Task directions:
For the entries below, repeat exactly each line starting with the one that contains "the OCI image" and going on through the one that contains "flag used to", and no others.
Entries shown: Begin
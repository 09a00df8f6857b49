//! Launch configuration, OCI bundle spec types, image metadata, and settings for Vessel.
//!
//! This crate defines the schema layer: validated launch options (`LaunchConfig`)
//! for the OCI and native launchers, the serde representation of the OCI runtime
//! configuration document (`BundleSpec`), the subset of the OCI image
//! configuration used to derive a container process (`ImageConfig`), and the
//! global TOML `Settings` file.

pub mod config;
pub mod image;
pub mod settings;
pub mod spec;

pub use config::{
    BindPath, ConfigError, HomeSpec, LaunchConfig, LaunchOptions, LauncherKind, Namespaces,
};
pub use image::{ImageConfig, ImageProcessConfig};
pub use settings::{Settings, SettingsError, DEFAULT_SETTINGS_PATH};
pub use spec::{
    BundleSpec, DeviceCgroup, Hook, Hooks, IdMapping, Linux, LinuxDevice, Mount, Namespace,
    Process, Resources, Root, User,
};
//! Process and device preparation plus OCI runtime invocation for Vessel.
//!
//! This crate turns a validated launch configuration into the pieces of an OCI
//! bundle spec: the merged container environment (`env`, `envfile`), the
//! container process (`process`), reverse user-namespace ID mappings for
//! rootless launches (`idmap`), and CDI device injection (`cdi`). It also wraps
//! the external OCI runtime executable (`oci`) and the process-wide shutdown
//! flag used to cancel blocking evaluation (`concurrency`).

pub mod cdi;
pub mod concurrency;
pub mod env;
pub mod envfile;
pub mod idmap;
pub mod oci;
pub mod process;

pub use cdi::{CdiError, QualifiedName, Registry};
pub use concurrency::{install_signal_handler, shutdown_requested};
pub use env::{resolve_process_env, EnvironmentMap, CONTAINER_LIBS, ENV_PREFIX};
pub use envfile::{EnvEvaluator, ShellEvaluator};
pub use idmap::{reverse_id_map, reverse_user_maps, IdRange, SubIdRegistry, MIN_SUBID_RANGE};
pub use oci::{OciRuntime, RuntimeState};
pub use process::{HostIdentity, IdentitySource, ProcessBuilder, StaticIdentity};

use std::path::PathBuf;
use thiserror::Error;

#[derive(Debug, Error)]
pub enum RuntimeError {
    #[error("runtime I/O error: {0}")]
    Io(#[from] std::io::Error),
    #[error("identity lookup failed: {0}")]
    Identity(String),
    #[error("failed to read {path}: {source}")]
    SubIdRead {
        path: PathBuf,
        source: std::io::Error,
    },
    #[error("no {kind} range for user {user} in {path}")]
    SubIdNotFound {
        kind: &'static str,
        user: String,
        path: PathBuf,
    },
    #[error("{kind} range size ({size}) must be at least {min}")]
    RangeTooSmall {
        kind: &'static str,
        size: u32,
        min: u32,
    },
    #[error("could not read environment file {path}: {source}")]
    EnvFileRead {
        path: PathBuf,
        source: std::io::Error,
    },
    #[error("while processing {path}: {reason}")]
    EnvFileEval { path: PathBuf, reason: String },
    #[error("shell evaluation failed: {0}")]
    ShellEval(String),
    #[error("operation cancelled")]
    Cancelled,
    #[error("CDI error: {0}")]
    Cdi(#[from] CdiError),
    #[error("no OCI runtime found (crun/runc/youki)")]
    RuntimeNotFound,
    #[error("failed to execute {program} for {verb}: {source}")]
    Spawn {
        verb: String,
        program: String,
        source: std::io::Error,
    },
    #[error("{verb} of container {id} failed with exit code {code}{}", stderr_suffix(.stderr))]
    CommandFailed {
        verb: String,
        id: String,
        code: i32,
        stderr: String,
    },
    #[error("failed to parse runtime state of {id}: {reason}")]
    StateParse { id: String, reason: String },
}

fn stderr_suffix(stderr: &str) -> String {
    if stderr.is_empty() {
        String::new()
    } else {
        format!(": {stderr}")
    }
}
Entries shown: End
Response:
//! configuration document (`BundleSpec`), the subset of the OCI image
//! configuration used to derive a container process (`ImageConfig`), and the
//! global TOML `Settings` file.

pub mod config;
pub mod image;
pub mod settings;
pub mod spec;

pub use config::{
    BindPath, ConfigError, HomeSpec, LaunchConfig, LaunchOptions, LauncherKind, Namespaces,
};
pub use image::{ImageConfig, ImageProcessConfig};
pub use settings::{Settings, SettingsError, DEFAULT_SETTINGS_PATH};
pub use spec::{
    BundleSpec, DeviceCgroup, Hook, Hooks, IdMapping, Linux, LinuxDevice, Mount, Namespace,
    Process, Resources, Root, User,
};
//! Process and device preparation plus OCI runtime invocation for Vessel.
//!
//! This crate turns a validated launch configuration into the pieces of an OCI
//! bundle spec: the merged container environment (`env`, `envfile`), the
//! container process (`process`), reverse user-namespace ID mappings for
//! rootless launches (`idmap`), and CDI device injection (`cdi`). It also wraps
//! the external OCI runtime executable (`oci`) and the process-wide shutdown
//! flag used to cancel blocking evaluation (`concurrency`).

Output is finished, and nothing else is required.